What to work on: Will you transcribe the entries that follow, exactly and in full?

Record extracts:
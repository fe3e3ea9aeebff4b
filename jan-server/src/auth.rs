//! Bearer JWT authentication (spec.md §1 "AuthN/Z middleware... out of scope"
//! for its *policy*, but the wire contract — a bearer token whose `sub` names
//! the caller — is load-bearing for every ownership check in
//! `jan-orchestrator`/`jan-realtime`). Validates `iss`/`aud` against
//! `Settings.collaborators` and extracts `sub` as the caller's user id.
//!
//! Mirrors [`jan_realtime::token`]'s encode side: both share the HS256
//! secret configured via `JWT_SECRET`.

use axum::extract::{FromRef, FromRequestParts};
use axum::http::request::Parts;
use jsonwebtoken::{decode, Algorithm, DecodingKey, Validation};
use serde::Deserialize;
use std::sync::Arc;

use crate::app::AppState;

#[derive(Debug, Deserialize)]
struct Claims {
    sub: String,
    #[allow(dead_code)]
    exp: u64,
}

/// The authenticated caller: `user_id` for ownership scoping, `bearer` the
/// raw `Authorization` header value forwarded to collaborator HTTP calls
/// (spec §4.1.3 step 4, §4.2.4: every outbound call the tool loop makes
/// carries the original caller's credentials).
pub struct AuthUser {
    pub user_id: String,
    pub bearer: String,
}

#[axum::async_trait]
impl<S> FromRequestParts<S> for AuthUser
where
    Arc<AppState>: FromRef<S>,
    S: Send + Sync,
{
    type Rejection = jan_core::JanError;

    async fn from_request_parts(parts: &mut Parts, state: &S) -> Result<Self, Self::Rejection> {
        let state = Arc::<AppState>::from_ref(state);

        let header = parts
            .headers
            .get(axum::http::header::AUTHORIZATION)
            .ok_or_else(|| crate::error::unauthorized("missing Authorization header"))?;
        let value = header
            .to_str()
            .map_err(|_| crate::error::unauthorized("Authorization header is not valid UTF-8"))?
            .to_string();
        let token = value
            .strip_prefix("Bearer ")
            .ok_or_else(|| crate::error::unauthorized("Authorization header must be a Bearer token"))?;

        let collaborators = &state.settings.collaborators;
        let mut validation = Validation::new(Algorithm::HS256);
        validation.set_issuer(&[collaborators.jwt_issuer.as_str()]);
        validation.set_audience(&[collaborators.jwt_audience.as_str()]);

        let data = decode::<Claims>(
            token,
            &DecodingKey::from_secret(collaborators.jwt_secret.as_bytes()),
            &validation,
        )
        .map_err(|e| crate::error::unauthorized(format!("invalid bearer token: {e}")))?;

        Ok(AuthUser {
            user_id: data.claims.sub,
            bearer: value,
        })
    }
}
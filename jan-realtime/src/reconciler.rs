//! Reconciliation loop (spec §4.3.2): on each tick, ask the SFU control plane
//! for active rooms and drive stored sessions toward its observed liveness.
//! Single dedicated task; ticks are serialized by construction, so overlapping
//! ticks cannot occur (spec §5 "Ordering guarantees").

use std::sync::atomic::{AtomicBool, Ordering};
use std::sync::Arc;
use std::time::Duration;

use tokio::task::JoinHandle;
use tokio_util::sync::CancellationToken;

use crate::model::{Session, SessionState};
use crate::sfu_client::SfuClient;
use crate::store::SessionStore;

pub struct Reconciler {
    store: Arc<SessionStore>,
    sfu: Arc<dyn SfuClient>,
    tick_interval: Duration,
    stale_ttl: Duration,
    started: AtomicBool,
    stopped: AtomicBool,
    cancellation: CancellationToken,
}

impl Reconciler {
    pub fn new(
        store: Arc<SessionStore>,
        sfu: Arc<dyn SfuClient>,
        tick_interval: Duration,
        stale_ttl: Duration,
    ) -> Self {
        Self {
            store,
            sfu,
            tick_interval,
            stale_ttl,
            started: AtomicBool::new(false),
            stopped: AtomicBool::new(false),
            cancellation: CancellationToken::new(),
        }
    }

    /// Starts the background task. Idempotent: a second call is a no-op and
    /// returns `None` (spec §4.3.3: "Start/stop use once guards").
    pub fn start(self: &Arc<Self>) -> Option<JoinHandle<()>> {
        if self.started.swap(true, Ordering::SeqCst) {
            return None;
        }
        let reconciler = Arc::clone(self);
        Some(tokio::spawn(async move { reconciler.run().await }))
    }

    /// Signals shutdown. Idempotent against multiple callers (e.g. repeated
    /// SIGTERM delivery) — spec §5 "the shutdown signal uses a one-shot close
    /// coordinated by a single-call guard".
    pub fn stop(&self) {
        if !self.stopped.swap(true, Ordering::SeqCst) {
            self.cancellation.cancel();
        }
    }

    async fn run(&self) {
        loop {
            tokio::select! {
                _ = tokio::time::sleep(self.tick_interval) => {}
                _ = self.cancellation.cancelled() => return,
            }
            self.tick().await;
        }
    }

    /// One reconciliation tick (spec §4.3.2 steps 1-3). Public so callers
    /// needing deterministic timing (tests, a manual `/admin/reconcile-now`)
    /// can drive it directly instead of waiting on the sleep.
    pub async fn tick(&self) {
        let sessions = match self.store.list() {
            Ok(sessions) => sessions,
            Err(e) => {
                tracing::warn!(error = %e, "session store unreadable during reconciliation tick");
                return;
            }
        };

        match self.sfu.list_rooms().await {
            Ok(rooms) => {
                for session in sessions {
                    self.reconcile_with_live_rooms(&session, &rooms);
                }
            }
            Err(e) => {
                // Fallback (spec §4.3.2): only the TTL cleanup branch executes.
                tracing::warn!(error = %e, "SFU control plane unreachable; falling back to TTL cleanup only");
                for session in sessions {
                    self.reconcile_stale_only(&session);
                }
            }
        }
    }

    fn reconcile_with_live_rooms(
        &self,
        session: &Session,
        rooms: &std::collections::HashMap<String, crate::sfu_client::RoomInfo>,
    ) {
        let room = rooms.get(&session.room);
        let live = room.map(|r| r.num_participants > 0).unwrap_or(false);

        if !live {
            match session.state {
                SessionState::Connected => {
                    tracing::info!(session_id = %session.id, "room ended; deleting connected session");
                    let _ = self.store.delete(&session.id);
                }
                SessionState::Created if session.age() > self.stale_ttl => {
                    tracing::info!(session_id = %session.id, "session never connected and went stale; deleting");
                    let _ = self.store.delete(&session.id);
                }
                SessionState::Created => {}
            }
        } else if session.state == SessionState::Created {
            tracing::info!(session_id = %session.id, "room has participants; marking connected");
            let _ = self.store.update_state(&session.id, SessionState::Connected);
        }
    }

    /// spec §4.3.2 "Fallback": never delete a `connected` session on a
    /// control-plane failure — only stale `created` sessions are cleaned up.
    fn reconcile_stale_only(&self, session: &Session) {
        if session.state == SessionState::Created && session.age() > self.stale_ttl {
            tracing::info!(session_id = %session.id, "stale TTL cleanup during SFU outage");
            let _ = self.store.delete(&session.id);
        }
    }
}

Problem solution:
repository fe3e3ea9aeebff4b
filename jan-server/src/auth.rs
//! Bearer JWT authentication (spec.md §1 "AuthN/Z middleware... out of scope"
//! for its *policy*, but the wire contract — a bearer token whose `sub` names
//! the caller — is load-bearing for every ownership check in
//! `jan-orchestrator`/`jan-realtime`). Validates `iss`/`aud` against
//! `Settings.collaborators` and extracts `sub` as the caller's user id.
//!
//! Mirrors [`jan_realtime::token`]'s encode side: both share the HS256
//! secret configured via `JWT_SECRET`.

use axum::extract::{FromRef, FromRequestParts};
use axum::http::request::Parts;
use jsonwebtoken::{decode, Algorithm, DecodingKey, Validation};
use serde::Deserialize;
use std::sync::Arc;

use crate::app::AppState;

#[derive(Debug, Deserialize)]
struct Claims {
    sub: String,
    #[allow(dead_code)]
    exp: u64,
}

/// The authenticated caller: `user_id` for ownership scoping, `bearer` the
/// raw `Authorization` header value forwarded to collaborator HTTP calls
/// (spec §4.1.3 step 4, §4.2.4: every outbound call the tool loop makes
/// carries the original caller's credentials).
pub struct AuthUser {
    pub user_id: String,
    pub bearer: String,
}

#[axum::async_trait]
impl<S> FromRequestParts<S> for AuthUser
where
    Arc<AppState>: FromRef<S>,
    S: Send + Sync,
{
    type Rejection = jan_core::JanError;

    async fn from_request_parts(parts: &mut Parts, state: &S) -> Result<Self, Self::Rejection> {
        let state = Arc::<AppState>::from_ref(state);

        let header = parts
            .headers
            .get(axum::http::header::AUTHORIZATION)
            .ok_or_else(|| crate::error::unauthorized("missing Authorization header"))?;
        let value = header
            .to_str()
            .map_err(|_| crate::error::unauthorized("Authorization header is not valid UTF-8"))?
            .to_string();
        let token = value
            .strip_prefix("Bearer ")
            .ok_or_else(|| crate::error::unauthorized("Authorization header must be a Bearer token"))?;

        let collaborators = &state.settings.collaborators;
        let mut validation = Validation::new(Algorithm::HS256);
        validation.set_issuer(&[collaborators.jwt_issuer.as_str()]);
        validation.set_audience(&[collaborators.jwt_audience.as_str()]);

        let data = decode::<Claims>(
            token,
            &DecodingKey::from_secret(collaborators.jwt_secret.as_bytes()),
            &validation,
        )
        .map_err(|e| crate::error::unauthorized(format!("invalid bearer token: {e}")))?;

        Ok(AuthUser {
            user_id: data.claims.sub,
            bearer: value,
        })
    }
}
filename jan-realtime/src/reconciler.rs
//! Reconciliation loop (spec §4.3.2): on each tick, ask the SFU control plane
//! for active rooms and drive stored sessions toward its observed liveness.
//! Single dedicated task; ticks are serialized by construction, so overlapping
//! ticks cannot occur (spec §5 "Ordering guarantees").

use std::sync::atomic::{AtomicBool, Ordering};
use std::sync::Arc;
use std::time::Duration;

use tokio::task::JoinHandle;
use tokio_util::sync::CancellationToken;

use crate::model::{Session, SessionState};
use crate::sfu_client::SfuClient;
use crate::store::SessionStore;

pub struct Reconciler {
    store: Arc<SessionStore>,
    sfu: Arc<dyn SfuClient>,
    tick_interval: Duration,
    stale_ttl: Duration,
    started: AtomicBool,
    stopped: AtomicBool,
    cancellation: CancellationToken,
}

impl Reconciler {
    pub fn new(
        store: Arc<SessionStore>,
        sfu: Arc<dyn SfuClient>,
        tick_interval: Duration,
        stale_ttl: Duration,
    ) -> Self {
        Self {
            store,
            sfu,
            tick_interval,
            stale_ttl,
            started: AtomicBool::new(false),
            stopped: AtomicBool::new(false),
            cancellation: CancellationToken::new(),
        }
    }

    /// Starts the background task. Idempotent: a second call is a no-op and
    /// returns `None` (spec §4.3.3: "Start/stop use once guards").
    pub fn start(self: &Arc<Self>) -> Option<JoinHandle<()>> {
        if self.started.swap(true, Ordering::SeqCst) {
            return None;
        }
        let reconciler = Arc::clone(self);
        Some(tokio::spawn(async move { reconciler.run().await }))
    }

    /// Signals shutdown. Idempotent against multiple callers (e.g. repeated
    /// SIGTERM delivery) — spec §5 "the shutdown signal uses a one-shot close
    /// coordinated by a single-call guard".
    pub fn stop(&self) {
        if !self.stopped.swap(true, Ordering::SeqCst) {
            self.cancellation.cancel();
        }
    }

    async fn run(&self) {
        loop {
            tokio::select! {
                _ = tokio::time::sleep(self.tick_interval) => {}
                _ = self.cancellation.cancelled() => return,
            }
            self.tick().await;
        }
    }

    /// One reconciliation tick (spec §4.3.2 steps 1-3). Public so callers
    /// needing deterministic timing (tests, a manual `/admin/reconcile-now`)
    /// can drive it directly instead of waiting on the sleep.
    pub async fn tick(&self) {
        let sessions = match self.store.list() {
            Ok(sessions) => sessions,
            Err(e) => {
                tracing::warn!(error = %e, "session store unreadable during reconciliation tick");
                return;
            }
        };

        match self.sfu.list_rooms().await {
            Ok(rooms) => {
                for session in sessions {
                    self.reconcile_with_live_rooms(&session, &rooms);
                }
            }
            Err(e) => {
                // Fallback (spec §4.3.2): only the TTL cleanup branch executes.
                tracing::warn!(error = %e, "SFU control plane unreachable; falling back to TTL cleanup only");
                for session in sessions {
                    self.reconcile_stale_only(&session);
                }
            }
        }
    }

    fn reconcile_with_live_rooms(
        &self,
        session: &Session,
        rooms: &std::collections::HashMap<String, crate::sfu_client::RoomInfo>,
    ) {
        let room = rooms.get(&session.room);
        let live = room.map(|r| r.num_participants > 0).unwrap_or(false);

        if !live {
            match session.state {
                SessionState::Connected => {
                    tracing::info!(session_id = %session.id, "room ended; deleting connected session");
                    let _ = self.store.delete(&session.id);
                }
                SessionState::Created if session.age() > self.stale_ttl => {
                    tracing::info!(session_id = %session.id, "session never connected and went stale; deleting");
                    let _ = self.store.delete(&session.id);
                }
                SessionState::Created => {}
            }
        } else if session.state == SessionState::Created {
            tracing::info!(session_id = %session.id, "room has participants; marking connected");
            let _ = self.store.update_state(&session.id, SessionState::Connected);
        }
    }

    /// spec §4.3.2 "Fallback": never delete a `connected` session on a
    /// control-plane failure — only stale `created` sessions are cleaned up.
    fn reconcile_stale_only(&self, session: &Session) {
        if session.state == SessionState::Created && session.age() > self.stale_ttl {
            tracing::info!(session_id = %session.id, "stale TTL cleanup during SFU outage");
            let _ = self.store.delete(&session.id);
        }
    }
}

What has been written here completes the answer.